D. CONCLUSION AND ORDER

Plaintiff's complaint fails to state a claim upon which relief may be granted under section 1983. The Court will provide Plaintiff with an opportunity to file an amended complaint. Akhtar v. Mesa, 698 F.3d 1202, 1212-13 (9th Cir. 2012); Lopez v. Smith, 203 F.3d 1122, 1130 (9th Cir. 2000).

Plaintiff's amended complaint should be brief, Fed.R.Civ.P. 8(a), but it must state what each named Defendant did that led to the deprivation of Plaintiff's federal rights and liability may not be imposed on supervisory personnel under the theory of mere respondeat superior, Iqbal, 556 U.S. at 676-77; Starr v. Baca, 652 F.3d 1202, 1205-07 (9th Cir. 2011), cert. denied, 132 S.Ct. 2101, 182 L.Ed.2d 882 (2012). Although accepted as true, the " [f]actual allegations must be [sufficient] to raise a right to relief above the speculative level. . . ." Twombly, 550 U.S. at 555 (citations omitted).

Finally, an amended complaint supercedes the original complaint, Lacey v. Maricopa County, 693 F.3d 896, 907 n.1 (9th Cir. 2012) (en banc), and it must be " complete in itself without reference to the prior or superceded pleading, " Local Rule 220.
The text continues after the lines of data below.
//! Tooltip and inline-editor overlays.
//!
//! Both are single shared instances owned by the controller. They only hold
//! state; the host renders them.

use crate::settings::TooltipSettings;
use crate::types::{Rect, Region};
use serde::{Deserialize, Serialize};

/// Top-left corner for a `size` tooltip next to `pointer`, kept inside `viewport`.
///
/// The tooltip sits at pointer + offset. Past the right edge it aligns its
/// right edge with the viewport's. Past the bottom edge it moves above the
/// pointer, or, when already pushed in from the right, aligns its bottom
/// edge with the viewport's.
pub fn place_tooltip(
    pointer: (f32, f32),
    size: (f32, f32),
    viewport: Rect,
    offset: &TooltipSettings,
) -> (f32, f32) {
    let (px, py) = pointer;
    let (width, height) = size;

    let mut x = px + offset.offset_x;
    let mut y = py + offset.offset_y;

    let flipped_x = x + width > viewport.right();
    if flipped_x {
        x = viewport.right() - width;
    }
    if y + height > viewport.bottom() {
        y = if flipped_x {
            viewport.bottom() - height
        } else {
            py - offset.offset_y - height
        };
    }

    (
        x.min(viewport.right()).max(viewport.x),
        y.min(viewport.bottom()).max(viewport.y),
    )
}

#[derive(Debug, Clone, Default)]
pub struct TooltipOverlay {
    attached: bool,
    visible: bool,
    content: String,
    pointer: (f32, f32),
    size: (f32, f32),
    position: (f32, f32),
    viewport: Rect,
}

impl TooltipOverlay {
    pub fn attach(&mut self) {
        self.attached = true;
    }

    pub fn detach(&mut self) {
        self.hide();
        self.attached = false;
    }

    /// Show `content` for a pointer at `pointer` and place it in `viewport`.
    pub fn show(
        &mut self,
        content: String,
        pointer: (f32, f32),
        viewport: Rect,
        offset: &TooltipSettings,
    ) {
        if !self.attached {
            return;
        }
        self.content = content;
        self.pointer = pointer;
        self.viewport = viewport;
        self.visible = true;
        self.position = place_tooltip(pointer, self.size, viewport, offset);
    }

    pub fn hide(&mut self) {
        self.visible = false;
        self.content.clear();
    }

    /// Record the rendered size and re-place a visible tooltip.
    pub fn set_size(&mut self, width: f32, height: f32, offset: &TooltipSettings) {
        self.size = (width.max(0.0), height.max(0.0));
        if self.visible {
            self.position = place_tooltip(self.pointer, self.size, self.viewport, offset);
        }
    }

    pub fn is_attached(&self) -> bool {
        self.attached
    }

    pub fn is_visible(&self) -> bool {
        self.visible
    }

    pub fn content(&self) -> &str {
        &self.content
    }

    pub fn position(&self) -> (f32, f32) {
        self.position
    }

    pub fn size(&self) -> (f32, f32) {
        self.size
    }
}

/// Cell an open editor writes to.
#[derive(Debug, Clone, Copy, PartialEq, Eq, Hash, Serialize, Deserialize)]
pub struct EditTarget {
    pub region: Region,
    pub row: usize,
    pub column: usize,
}

#[derive(Debug, Clone, Default)]
pub struct InlineEditor {
    attached: bool,
    visible: bool,
    bounds: Rect,
    value: String,
    target: Option<EditTarget>,
}

impl InlineEditor {
    pub fn attach(&mut self) {
        self.attached = true;
    }

    pub fn detach(&mut self) {
        self.close();
        self.attached = false;
    }

    pub fn open(&mut self, target: EditTarget, bounds: Rect, value: String) -> bool {
        if !self.attached {
            return false;
        }
        self.target = Some(target);
        self.bounds = bounds;
        self.value = value;
        self.visible = true;
        true
    }

    /// Hide the editor and forget its target, ready for the next cell.
    pub fn close(&mut self) {
        self.visible = false;
        self.target = None;
        self.value.clear();
    }

    pub fn set_value(&mut self, value: &str) {
        self.value.clear();
        self.value.push_str(value);
    }

    pub fn is_attached(&self) -> bool {
        self.attached
    }

    pub fn is_visible(&self) -> bool {
        self.visible
    }

    pub fn bounds(&self) -> Rect {
        self.bounds
    }

    pub fn value(&self) -> &str {
        &self.value
    }

    pub fn target(&self) -> Option<EditTarget> {
        self.target
    }
}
Accordingly, it is HEREBY ORDERED that:

1. Plaintiff's complaint is dismissed, with leave to amend, for failure to state a claim under section 1983;

2. The Clerk's Office shall send Plaintiff a civil rights complaint form;

3. Within thirty (30) days from the date of service of this order, Plaintiff shall file an amended complaint; and

4. If Plaintiff fails to file an amended complaint in compliance with this order, this action will be dismissed, with prejudice, for failure to state a claim.

IT IS SO ORDERED.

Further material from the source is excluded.